Growing evidence shows that dental pulp (DP) tissues could be a potential source of adult stem cells for the treatment of devastating neurological diseases and several other conditions.

AIMS

Exploration of the expression profile of several key molecular markers to evaluate the molecular dynamics in undifferentiated and differentiated DP-derived stem cells (DPSCs) .

SETTINGS AND DESIGN

The characteristics and multilineage differentiation ability of DPSCs were determined by cellular and molecular kinetics.

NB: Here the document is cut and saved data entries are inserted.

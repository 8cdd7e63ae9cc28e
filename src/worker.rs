//! The worker collaborator seam.
//!
//! The supervisor treats the workload as opaque: it only ever calls
//! `start()`, `stop()` and `stats()`. The host application provides the real
//! queue-consuming implementation; [`IdleWorker`] is the built-in stand-in
//! used by the binary so the supervisor is exercisable on its own.

use async_trait::async_trait;
use serde::Serialize;
use std::sync::atomic::{AtomicU64, Ordering};
use tokio::sync::watch;

/// Snapshot of the worker's connection/queue counters, logged by the
/// supervisor's info action.
#[derive(Debug, Clone, Default, Serialize)]
pub struct WorkerStats {
    pub connections: u64,
    pub queued: u64,
    pub processed: u64,
}

/// Long-running workload controlled by the supervisor.
#[async_trait]
pub trait Worker: Send + Sync {
    /// Run the work loop. Blocks until `stop()` is called or the worker
    /// decides to exit on its own.
    async fn start(&self) -> anyhow::Result<()>;

    /// Request an orderly shutdown: finish or flush in-flight work, then
    /// make `start()` return.
    async fn stop(&self) -> anyhow::Result<()>;

    /// Current counters for the info action.
    fn stats(&self) -> WorkerStats;
}

/// Built-in worker that holds the process open until stopped.
///
/// It processes nothing; it exists so `qworkerd start` produces a functional
/// daemon whose lifecycle, signals and PID handling can be operated end to end.
pub struct IdleWorker {
    shutdown_tx: watch::Sender<bool>,
    ticks: AtomicU64,
}

impl IdleWorker {
    pub fn new() -> Self {
        let (shutdown_tx, _) = watch::channel(false);
        Self {
            shutdown_tx,
            ticks: AtomicU64::new(0),
        }
    }
}

impl Default for IdleWorker {
    fn default() -> Self {
        Self::new()
    }
}

#[async_trait]
impl Worker for IdleWorker {
    async fn start(&self) -> anyhow::Result<()> {
        let mut shutdown_rx = self.shutdown_tx.subscribe();
        if *shutdown_rx.borrow_and_update() {
            return Ok(());
        }
        let mut interval = tokio::time::interval(std::time::Duration::from_secs(1));
        loop {
            tokio::select! {
                _ = interval.tick() => {
                    self.ticks.fetch_add(1, Ordering::Relaxed);
                }
                changed = shutdown_rx.changed() => {
                    if changed.is_err() || *shutdown_rx.borrow() {
                        return Ok(());
                    }
                }
            }
        }
    }

    async fn stop(&self) -> anyhow::Result<()> {
        // send_replace updates the value even when start() has not
        // subscribed yet, so a later start() returns immediately.
        self.shutdown_tx.send_replace(true);
        Ok(())
    }

    fn stats(&self) -> WorkerStats {
        WorkerStats {
            connections: 0,
            queued: 0,
            processed: self.ticks.load(Ordering::Relaxed),
        }
    }
}
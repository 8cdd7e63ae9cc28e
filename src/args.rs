use clap::{Args, Parser, Subcommand};
use std::path::PathBuf;

#[derive(Debug, Parser)]
#[command(name = "qworkerd")]
#[command(version)]
#[command(about = "Supervise the queue worker daemon", long_about = None)]
pub struct Cli {
    #[command(subcommand)]
    pub command: Commands,
}

#[derive(Debug, Subcommand)]
pub enum Commands {
    /// Start the worker, optionally as a background daemon
    Start(CommonArgs),

    /// Signal a previously started worker to shut down gracefully
    Stop(CommonArgs),

    /// Stop the worker, wait for it to exit, then start it again
    Restart(CommonArgs),
}

impl Commands {
    pub fn common(&self) -> &CommonArgs {
        match self {
            Commands::Start(args) | Commands::Stop(args) | Commands::Restart(args) => args,
        }
    }
}

#[derive(Debug, Args)]
pub struct CommonArgs {
    /// Environment profile (default: $QWORKERD_ENV or "development")
    #[arg(short = 'e', long = "environment")]
    pub environment: Option<String>,

    /// PID file path (default: $QWORKERD_PID_FILE or the data directory)
    #[arg(short = 'p', long = "pid-file")]
    pub pid_file: Option<PathBuf>,

    /// Log file path, used when daemonized (default: $QWORKERD_LOG_FILE)
    #[arg(short = 'l', long = "log-file")]
    pub log_file: Option<PathBuf>,

    /// Working directory to run in (default: current directory)
    #[arg(short = 'c', long = "chdir")]
    pub working_dir: Option<PathBuf>,

    /// Drop privileges to this user before starting the worker
    #[arg(short = 'u', long = "user")]
    pub user: Option<String>,

    /// Drop privileges to this group before starting the worker
    #[arg(short = 'g', long = "group")]
    pub group: Option<String>,

    /// Detach from the terminal and run in the background
    #[arg(short = 'd', long = "daemonize")]
    pub daemonize: bool,
}

#[cfg(test)]
mod tests {
    use super::*;
    use clap::error::ErrorKind;

    #[test]
    fn test_parse_start_with_options() {
        let cli = Cli::try_parse_from([
            "qworkerd", "start", "-d", "-u", "nobody", "-p", "/tmp/q.pid",
        ])
        .unwrap();
        let Commands::Start(args) = cli.command else {
            panic!("expected start");
        };
        assert!(args.daemonize);
        assert_eq!(args.user.as_deref(), Some("nobody"));
        assert_eq!(args.pid_file.as_deref(), Some(std::path::Path::new("/tmp/q.pid")));
        assert!(args.group.is_none());
    }

    #[test]
    fn test_missing_command_is_a_parse_error() {
        let err = Cli::try_parse_from(["qworkerd"]).unwrap_err();
        assert_eq!(
            err.kind(),
            ErrorKind::DisplayHelpOnMissingArgumentOrSubcommand
        );
        // main's exit-code mapping hinges on this being an error, not help.
        assert!(err.use_stderr());
    }

    #[test]
    fn test_unknown_command_is_a_parse_error() {
        let err = Cli::try_parse_from(["qworkerd", "reload"]).unwrap_err();
        assert_eq!(err.kind(), ErrorKind::InvalidSubcommand);
    }

    #[test]
    fn test_help_is_reported_as_display_help() {
        let err = Cli::try_parse_from(["qworkerd", "--help"]).unwrap_err();
        assert_eq!(err.kind(), ErrorKind::DisplayHelp);
    }
}
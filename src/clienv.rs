use std::path::PathBuf;

pub const ENV_ENVIRONMENT: &str = "QWORKERD_ENV";
pub const ENV_PID_FILE: &str = "QWORKERD_PID_FILE";
pub const ENV_LOG_FILE: &str = "QWORKERD_LOG_FILE";

const QWORKERD_SUBDIR: &str = "qworkerd";
const DEFAULT_ENVIRONMENT: &str = "development";

fn env_opt(name: &str) -> Option<String> {
    std::env::var(name).ok().filter(|v| !v.is_empty())
}

fn env_or(name: &str, default: &str) -> String {
    env_opt(name).unwrap_or_else(|| default.to_string())
}

/// qworkerd data directory (~/.local/share/qworkerd)
pub fn data_dir() -> PathBuf {
    let dir = dirs::data_local_dir()
        .unwrap_or_else(|| PathBuf::from("~/.local/share"))
        .join(QWORKERD_SUBDIR);
    tracing::trace!(dir = %dir.display(), "Resolved data directory");
    dir
}

/// Environment profile name ($QWORKERD_ENV or "development")
pub fn environment() -> String {
    let env = env_or(ENV_ENVIRONMENT, DEFAULT_ENVIRONMENT);
    tracing::trace!(environment = %env, "Environment profile");
    env
}

/// Default PID file path ($QWORKERD_PID_FILE or ~/.local/share/qworkerd/qworkerd.pid)
pub fn pid_file_path() -> PathBuf {
    let path = env_opt(ENV_PID_FILE)
        .map(PathBuf::from)
        .unwrap_or_else(|| data_dir().join("qworkerd.pid"));
    tracing::trace!(path = %path.display(), "PID file path");
    path
}

/// Default log file path ($QWORKERD_LOG_FILE or ~/.local/share/qworkerd/logs/qworkerd.log)
pub fn log_file_path() -> PathBuf {
    let path = env_opt(ENV_LOG_FILE)
        .map(PathBuf::from)
        .unwrap_or_else(|| data_dir().join("logs").join("qworkerd.log"));
    tracing::trace!(path = %path.display(), "Log file path");
    path
}
use clap::Parser;
use qworkerd::args::Cli;
use qworkerd::{Config, IdleWorker, ProcessSupervisor};
use std::process::ExitCode;
use std::sync::Arc;

fn main() -> ExitCode {
    dotenvy::dotenv().ok();

    // clap's default exit code for usage errors is 2; this tool's contract
    // is 0 for help/version and 1 for everything else.
    let cli = match Cli::try_parse() {
        Ok(cli) => cli,
        Err(e) => {
            let code: u8 = if e.use_stderr() { 1 } else { 0 };
            let _ = e.print();
            return ExitCode::from(code);
        }
    };

    let config = match Config::resolve(&cli) {
        Ok(config) => config,
        Err(e) => {
            eprintln!("qworkerd: {}", e);
            return ExitCode::from(1);
        }
    };

    if let Err(e) = qworkerd::logging::init(&config) {
        eprintln!("qworkerd: cannot set up logging: {}", e);
        return ExitCode::from(1);
    }

    let supervisor = ProcessSupervisor::new(config, Arc::new(IdleWorker::new()));
    match supervisor.dispatch() {
        Ok(()) => ExitCode::SUCCESS,
        Err(e) => {
            tracing::error!(error = %e, "command failed");
            eprintln!("qworkerd: {}", e);
            ExitCode::from(1)
        }
    }
}
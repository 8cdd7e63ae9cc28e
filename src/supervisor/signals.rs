//! The signal table and handler installation.
//!
//! Six Unix signals map onto a closed set of supervisor actions. The table is
//! plain data built once at startup; OS delivery is process-global, but the
//! dispatch mapping itself stays a local, testable structure. Each entry is
//! registered independently: one signal the platform rejects must not take
//! the rest of the table down with it.

use nix::sys::signal::Signal;
use tokio::signal::unix::{signal, SignalKind};
use tokio::sync::mpsc;
use tracing::{debug, warn};

/// What the supervisor does when a given signal arrives.
#[derive(Debug, Clone, Copy, PartialEq, Eq)]
pub enum SignalAction {
    /// Live reload is intentionally unimplemented; log and carry on.
    Reload,
    /// Forced shutdown: drop the PID record best-effort, then SIGKILL.
    ExitNow,
    /// Orderly shutdown: worker stop, PID record removal, exit 0.
    GracefulExit,
    /// Log a snapshot of the worker's queue statistics.
    Info,
    /// Restart is a command-line verb, not a live signal; log and carry on.
    Restart,
    /// Debug trap; unsupported, log and carry on.
    Breakpoint,
}

/// The fixed signal → action table; never mutated after startup.
pub const SIGNAL_TABLE: &[(Signal, SignalAction)] = &[
    (Signal::SIGHUP, SignalAction::Reload),
    (Signal::SIGINT, SignalAction::ExitNow),
    (Signal::SIGTERM, SignalAction::GracefulExit),
    (Signal::SIGUSR1, SignalAction::Info),
    (Signal::SIGUSR2, SignalAction::Restart),
    (Signal::SIGTRAP, SignalAction::Breakpoint),
];

/// Register a listener for every table entry and funnel arrivals into one
/// action channel.
///
/// Registration failures are warnings, not errors: the supervisor keeps
/// starting with whatever subset of the table the platform supports. Must be
/// called on the daemon's runtime before the PID record is published, so no
/// signal addressed to the recorded PID can be lost.
pub fn install_handlers() -> mpsc::Receiver<SignalAction> {
    install_table(SIGNAL_TABLE)
}

fn install_table(table: &[(Signal, SignalAction)]) -> mpsc::Receiver<SignalAction> {
    let (tx, rx) = mpsc::channel(16);

    for &(sig, action) in table {
        let mut stream = match signal(SignalKind::from_raw(sig as libc::c_int)) {
            Ok(stream) => stream,
            Err(e) => {
                warn!(signal = %sig, error = %e, "signal not supported on this platform; handler skipped");
                continue;
            }
        };
        debug!(signal = %sig, action = ?action, "signal handler installed");

        let tx = tx.clone();
        tokio::spawn(async move {
            while stream.recv().await.is_some() {
                if tx.send(action).await.is_err() {
                    // Dispatch loop is gone; stop forwarding.
                    break;
                }
            }
        });
    }

    rx
}
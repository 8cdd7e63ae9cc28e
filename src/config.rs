//! Invocation configuration: argv + environment resolved into an immutable record.
//!
//! Resolution never touches process state: no chdir, no environment mutation,
//! no filesystem writes. The working directory is only validated here; the
//! supervisor performs the actual chdir when it starts the worker.

use crate::args::{Cli, Commands};
use crate::clienv;
use crate::error::{Result, SupervisorError};
use std::path::{Path, PathBuf};

/// The three control verbs accepted on the command line.
#[derive(Debug, Clone, Copy, PartialEq, Eq)]
pub enum Command {
    Start,
    Stop,
    Restart,
}

impl std::fmt::Display for Command {
    fn fmt(&self, f: &mut std::fmt::Formatter<'_>) -> std::fmt::Result {
        match self {
            Command::Start => write!(f, "start"),
            Command::Stop => write!(f, "stop"),
            Command::Restart => write!(f, "restart"),
        }
    }
}

/// Validated per-invocation configuration. Built once, immutable afterwards.
#[derive(Debug, Clone)]
pub struct Config {
    pub command: Command,
    pub environment: String,
    pub pid_file: PathBuf,
    pub log_file: PathBuf,
    /// Absolute path; guaranteed to exist and be a directory.
    pub working_dir: PathBuf,
    pub run_as_user: Option<String>,
    pub run_as_group: Option<String>,
    pub daemonize: bool,
}

impl Config {
    /// Resolve parsed arguments and environment defaults into a `Config`.
    pub fn resolve(cli: &Cli) -> Result<Self> {
        let command = match cli.command {
            Commands::Start(_) => Command::Start,
            Commands::Stop(_) => Command::Stop,
            Commands::Restart(_) => Command::Restart,
        };
        let args = cli.command.common();

        let working_dir = resolve_working_dir(args.working_dir.as_deref())?;

        Ok(Self {
            command,
            environment: args
                .environment
                .clone()
                .unwrap_or_else(clienv::environment),
            pid_file: args.pid_file.clone().unwrap_or_else(clienv::pid_file_path),
            log_file: args.log_file.clone().unwrap_or_else(clienv::log_file_path),
            working_dir,
            run_as_user: args.user.clone(),
            run_as_group: args.group.clone(),
            daemonize: args.daemonize,
        })
    }

    /// Force background mode on, regardless of what argv said.
    ///
    /// Embedding callers use this when the host environment requires a
    /// detached worker (e.g. production bootstrap scripts).
    pub fn daemonized(mut self) -> Self {
        self.daemonize = true;
        self
    }
}

/// Expand the requested working directory to an absolute path and require it
/// to be an existing directory. `None` means the current directory.
fn resolve_working_dir(requested: Option<&Path>) -> Result<PathBuf> {
    let path = match requested {
        Some(p) => p.to_path_buf(),
        None => std::env::current_dir()?,
    };

    let absolute = path.canonicalize().map_err(|e| SupervisorError::InvalidWorkingDir {
        path: path.display().to_string(),
        reason: e.to_string(),
    })?;

    if !absolute.is_dir() {
        return Err(SupervisorError::InvalidWorkingDir {
            path: absolute.display().to_string(),
            reason: "not a directory".to_string(),
        });
    }

    Ok(absolute)
}
//! qworkerd - supervisor for a long-running queue worker daemon
//!
//! The binary mediates one worker process per invocation: `start` brings the
//! worker up (optionally daemonized, with a PID record and a privilege
//! drop), `stop` and `restart` control a previously recorded process via
//! signals. Embedders can supply their own [`worker::Worker`] and drive
//! [`supervisor::ProcessSupervisor`] directly.

pub mod args;
pub mod clienv;
pub mod config;
pub mod error;
pub mod logging;
pub mod supervisor;
pub mod worker;

pub use config::{Command, Config};
pub use error::{Result, SupervisorError};
pub use supervisor::ProcessSupervisor;
pub use worker::{IdleWorker, Worker, WorkerStats};
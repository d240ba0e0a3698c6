//! confdoc - configuration reference generation for framework extensions
//!
//! This crate provides:
//! - Doc: the configuration documentation tree, link resolution for
//!   property types, tree merging and AsciiDoc rendering
//! - Config: loading of `confdoc.toml` generator settings

/// Library version
pub const VERSION: &str = env!("CARGO_PKG_VERSION");

/// Generator configuration
pub mod config;

/// Configuration documentation module
pub mod doc;

pub use config::{ConfigError, DocSite, GeneratorConfig, CONFIG_FILE};
use tracing_subscriber::{fmt, prelude::*, EnvFilter};

/// Install the stderr subscriber. `RUST_LOG` wins over the verbosity flag.
pub fn init_logging(verbose: bool) {
    let default_level = if verbose { "debug" } else { "info" };
    let filter =
        EnvFilter::try_from_default_env().unwrap_or_else(|_| EnvFilter::new(default_level));

    let stderr_layer = fmt::layer()
        .with_writer(std::io::stderr)
        .with_target(false);

    tracing_subscriber::registry()
        .with(filter)
        .with(stderr_layer)
        .init();
}
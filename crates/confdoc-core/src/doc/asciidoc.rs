//! AsciiDoc generator for configuration reference tables

use std::collections::HashSet;
use std::fmt::{self, Write};

use super::link::simple_type_name;
use super::naming::{anchor, to_env_var_name};
use super::types::{collect_keys, ConfigDocItem, ConfigDocKey, ConfigDocSection};

const LEGEND: &str = "icon:lock[title=Fixed at build time] Configuration property fixed at build time - All other configuration properties are overridable at runtime";

const MEMORY_SIZE_NOTE: &str = "A size configuration option recognizes strings in this format (shown as a regular expression): `[0-9]+[KkMmGgTtPpEeZzYy]?`.

If no suffix is given, assume bytes.";

const DURATION_NOTE: &str = "To write duration values, use the standard `java.time.Duration` format.
See the link:https://docs.oracle.com/javase/8/docs/api/java/time/Duration.html#parse-java.lang.CharSequence-[Duration#parse() javadoc] for more information.

You can also use a simplified format, starting with a number:

* If the value is only a number, it represents time in seconds.
* If the value is a number followed by `ms`, it represents time in milliseconds.

In other cases, the simplified format is translated to the `java.time.Duration` format for parsing:

* If the value is a number followed by `h`, `m`, or `s`, it is prefixed with `PT`.
* If the value is a number followed by `d`, it is prefixed with `P`.";

/// Rendering options
#[derive(Debug, Clone)]
pub struct AsciidocOptions {
    /// Emit the build-time lock legend above the table
    pub legend: bool,
}

impl Default for AsciidocOptions {
    fn default() -> Self {
        Self { legend: true }
    }
}

/// Generates an AsciiDoc configuration reference from documentation items
pub struct AsciidocGenerator<'a> {
    /// File name without extension, used to namespace anchors
    file_stem: &'a str,
    options: &'a AsciidocOptions,
}

/// Section anchors handed out while rendering one file
#[derive(Default)]
struct SectionAnchors {
    /// Segments of the enclosing sections, outermost first
    path: Vec<String>,
    used: HashSet<String>,
}

impl SectionAnchors {
    /// Reserve `id`, suffixing `-2`, `-3`, ... if it is taken
    fn claim(&mut self, id: &str) -> String {
        let mut candidate = id.to_string();
        let mut n = 2;
        while !self.used.insert(candidate.clone()) {
            candidate = format!("{}-{}", id, n);
            n += 1;
        }
        candidate
    }
}

impl<'a> AsciidocGenerator<'a> {
    /// Create a generator for the file whose name without extension is `file_stem`
    pub fn new(file_stem: &'a str, options: &'a AsciidocOptions) -> Self {
        Self { file_stem, options }
    }

    /// Generate the reference table for a list of items
    pub fn generate(&self, items: &[ConfigDocItem]) -> Result<String, fmt::Error> {
        let mut output = String::new();

        if self.options.legend {
            writeln!(output, "[.configuration-legend]")?;
            writeln!(output, "{}", LEGEND)?;
        }

        writeln!(output, "[.configuration-reference, cols=\"80,.^10,.^10\"]")?;
        writeln!(output, "|===")?;
        writeln!(output)?;

        let table_anchor = format!("{}_configuration", self.file_stem);
        writeln!(
            output,
            "h|[[{0}]]link:#{0}[Configuration property]",
            table_anchor
        )?;
        writeln!(output)?;
        writeln!(output, "h|Type")?;
        writeln!(output, "h|Default")?;
        writeln!(output)?;

        self.write_items(&mut output, items, &mut SectionAnchors::default())?;

        writeln!(output, "|===")?;

        let keys = collect_keys(items);
        if keys.iter().any(|k| k.has_duration_note()) {
            self.write_note(&mut output, "duration", "About the Duration format", DURATION_NOTE)?;
        }
        if keys.iter().any(|k| k.has_memory_size_note()) {
            self.write_note(&mut output, "memory-size", "About the MemorySize format", MEMORY_SIZE_NOTE)?;
        }

        Ok(output)
    }

    fn write_items(
        &self,
        output: &mut String,
        items: &[ConfigDocItem],
        anchors: &mut SectionAnchors,
    ) -> fmt::Result {
        for (index, item) in items.iter().enumerate() {
            match item {
                ConfigDocItem::Key(key) => self.write_key(output, key)?,
                ConfigDocItem::Section(section) => {
                    self.write_section(output, section, index, anchors)?;
                }
            }
        }
        Ok(())
    }

    /// Section anchors come from the section name when it has one, otherwise
    /// from the titles of the enclosing sections. Untitled sections use their
    /// position instead.
    fn write_section(
        &self,
        output: &mut String,
        section: &ConfigDocSection,
        index: usize,
        anchors: &mut SectionAnchors,
    ) -> fmt::Result {
        if section.title.is_empty() {
            anchors.path.push(format!("untitled-{}", index + 1));
        } else {
            anchors.path.push(section.title.clone());
        }
        let base = if section.name.is_empty() {
            anchors.path.join(".")
        } else {
            section.name.clone()
        };
        let id = anchors.claim(&anchor(self.file_stem, &format!("{}-section", base)));

        writeln!(output, "h|[[{0}]]link:#{0}[{1}]", id, section.title)?;
        if let Some(details) = &section.details {
            writeln!(output)?;
            writeln!(output, "{}", details)?;
        }
        writeln!(output)?;
        writeln!(output, "h|Type")?;
        writeln!(output, "h|Default")?;
        writeln!(output)?;

        self.write_items(output, &section.items, anchors)?;
        anchors.path.pop();
        Ok(())
    }

    fn write_key(&self, output: &mut String, key: &ConfigDocKey) -> fmt::Result {
        let id = anchor(self.file_stem, &key.key);
        let illustration = key.phase.illustration();

        if illustration.is_empty() {
            writeln!(output, "a| [[{0}]]`link:#{0}[{1}]`", id, key.key)?;
        } else {
            writeln!(output, "a|{} [[{1}]]`link:#{1}[{2}]`", illustration, id, key.key)?;
        }
        writeln!(output)?;

        writeln!(output, "[.description]")?;
        writeln!(output, "--")?;
        if !key.description.is_empty() {
            writeln!(output, "{}", key.description)?;
            writeln!(output)?;
        }
        writeln!(output, "Environment variable: `+++{}+++`", to_env_var_name(&key.key))?;
        writeln!(output, "--|{}", self.type_cell(key))?;
        writeln!(output, "|{}", default_cell(key))?;
        writeln!(output)?;
        writeln!(output)?;

        Ok(())
    }

    fn type_cell(&self, key: &ConfigDocKey) -> String {
        if !key.accepted_values.is_empty() {
            let values: Vec<_> = key
                .accepted_values
                .iter()
                .map(|v| format!("`{}`", v))
                .collect();
            return values.join(", ");
        }

        let simple = simple_type_name(&key.type_name);
        let mut cell = if key.has_duration_note() {
            format!(
                "link:#duration-note-anchor-{}[{}]",
                self.file_stem, simple
            )
        } else if key.has_memory_size_note() {
            format!(
                "link:#memory-size-note-anchor-{}[{}]",
                self.file_stem, simple
            )
        } else {
            match &key.doc_link {
                Some(link) => format!("link:{}[{}]", link, simple),
                None => simple,
            }
        };

        if key.list {
            cell = format!("list of {}", cell);
        }
        cell
    }

    fn write_note(&self, output: &mut String, kind: &str, title: &str, body: &str) -> fmt::Result {
        writeln!(output)?;
        writeln!(output, "[NOTE]")?;
        writeln!(output, "[id='{}-note-anchor-{}']", kind, self.file_stem)?;
        writeln!(output, ".{}", title)?;
        writeln!(output, "====")?;
        writeln!(output, "{}", body)?;
        writeln!(output, "====")
    }
}

fn default_cell(key: &ConfigDocKey) -> String {
    match &key.default_value {
        Some(value) if !value.is_empty() => format!("`{}`", value),
        _ if key.optional => String::new(),
        _ => "required icon:exclamation-circle[title=Configuration property is required]".to_string(),
    }
}
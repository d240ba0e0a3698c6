//! Folding newly discovered documentation items into an existing tree

use tracing::{debug, trace};

use super::types::{ConfigDocItem, ConfigDocSection};

/// Merge `incoming` into `existing`, in order.
///
/// Keys are appended. A section is folded into the first existing section
/// with the same title, searched depth first through the whole tree; its
/// items are merged into that section with this same procedure and the
/// incoming section itself is dropped. A section with no match anywhere is
/// appended whole.
///
/// Existing entries always stay ahead of the ones added here.
pub fn append_config_items(existing: &mut Vec<ConfigDocItem>, incoming: Vec<ConfigDocItem>) {
    for item in incoming {
        match item {
            ConfigDocItem::Key(key) => {
                trace!(key = %key.key, "appending config key");
                existing.push(ConfigDocItem::Key(key));
            }
            ConfigDocItem::Section(section) => {
                if let Some(target) = find_section_mut(existing, &section.title) {
                    debug!(
                        title = %section.title,
                        items = section.items.len(),
                        "folding config section into existing section"
                    );
                    append_config_items(&mut target.items, section.items);
                } else {
                    debug!(title = %section.title, "appending new config section");
                    existing.push(ConfigDocItem::Section(section));
                }
            }
        }
    }
}

/// Find the first section titled `title`, depth first, in document order.
fn find_section_mut<'a>(
    items: &'a mut [ConfigDocItem],
    title: &str,
) -> Option<&'a mut ConfigDocSection> {
    for item in items.iter_mut() {
        let ConfigDocItem::Section(section) = item else {
            continue;
        };

        if section.title == title {
            return Some(section);
        }
        if let Some(found) = find_section_mut(&mut section.items, title) {
            return Some(found);
        }
    }

    None
}
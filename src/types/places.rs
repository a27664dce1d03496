use serde::{Deserialize, Serialize};

use super::dto::geom::LatLng;
use super::model::place::PlaceRecord;

/// Body of a Places API nearby search
#[derive(Serialize, Deserialize, Debug)]
pub struct NearbySearchResponse {
    pub status: String,
    #[serde(default)]
    pub error_message: Option<String>,
    #[serde(default)]
    pub results: Vec<NearbyPlace>,
}

#[derive(Serialize, Deserialize, Debug, Default)]
pub struct NearbyPlace {
    #[serde(default)]
    pub place_id: Option<String>,
    #[serde(default)]
    pub name: Option<String>,
    #[serde(default)]
    pub vicinity: Option<String>,
    #[serde(default)]
    pub formatted_address: Option<String>,
    #[serde(default)]
    pub geometry: Option<PlaceGeometry>,
    #[serde(default)]
    pub rating: Option<f64>,
    #[serde(default)]
    pub user_ratings_total: Option<u64>,
    #[serde(default)]
    pub types: Vec<String>,
}

#[derive(Serialize, Deserialize, Debug)]
pub struct PlaceGeometry {
    pub location: LatLng,
}

impl NearbySearchResponse {
    /// ZERO_RESULTS is a successful empty search, every other non OK status is a failure
    pub fn is_ok(&self) -> bool {
        matches!(self.status.as_str(), "OK" | "ZERO_RESULTS")
    }
}

impl From<NearbyPlace> for PlaceRecord {
    fn from(place: NearbyPlace) -> Self {
        PlaceRecord {
            id: place.place_id,
            name: place.name,
            address: place.vicinity.or(place.formatted_address),
            location: place.geometry.map(|g| g.location.into()),
            rating: place.rating,
            rating_count: place.user_ratings_total,
            categories: place.types,
        }
    }
}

DPSCs were further induced to form adherent (ADH) and non-ADH (NADH) neurospheres under serum-free condition which was further induced into neurogenic lineage cells and characterized for their molecular and cellular diversity at each stage.

STATISTICAL ANALYSIS USED

Statistical analysis used one-way analysis of variance, Student's -test, Livak method for relative quantification, and R programming.

RESULTS

Immunophenotypic analysis of DPSCs revealed >80% cells positive for mesenchymal markers CD90 and CD105, >70% positive for transferring receptor (CD71), and >30% for chemotactic factor (CXCR3). These cells showed mesodermal differentiation also and confirmed by specific staining and molecular analysis. Activation of neuronal lineage markers and neurogenic growth factors was observed during lineage differentiation of cells derived from NADH and ADH spheroids. Greater than 80% of cells were found to express β-tubulin III in both differentiation conditions.

CONCLUSIONS

The present study reported a cascade of immunophenotypic and molecular markers to characterize neurogenic differentiation of DPSCs under serum-free condition. These findings trigger the future analyses for clinical applicability of DP-derived cells in regenerative applications.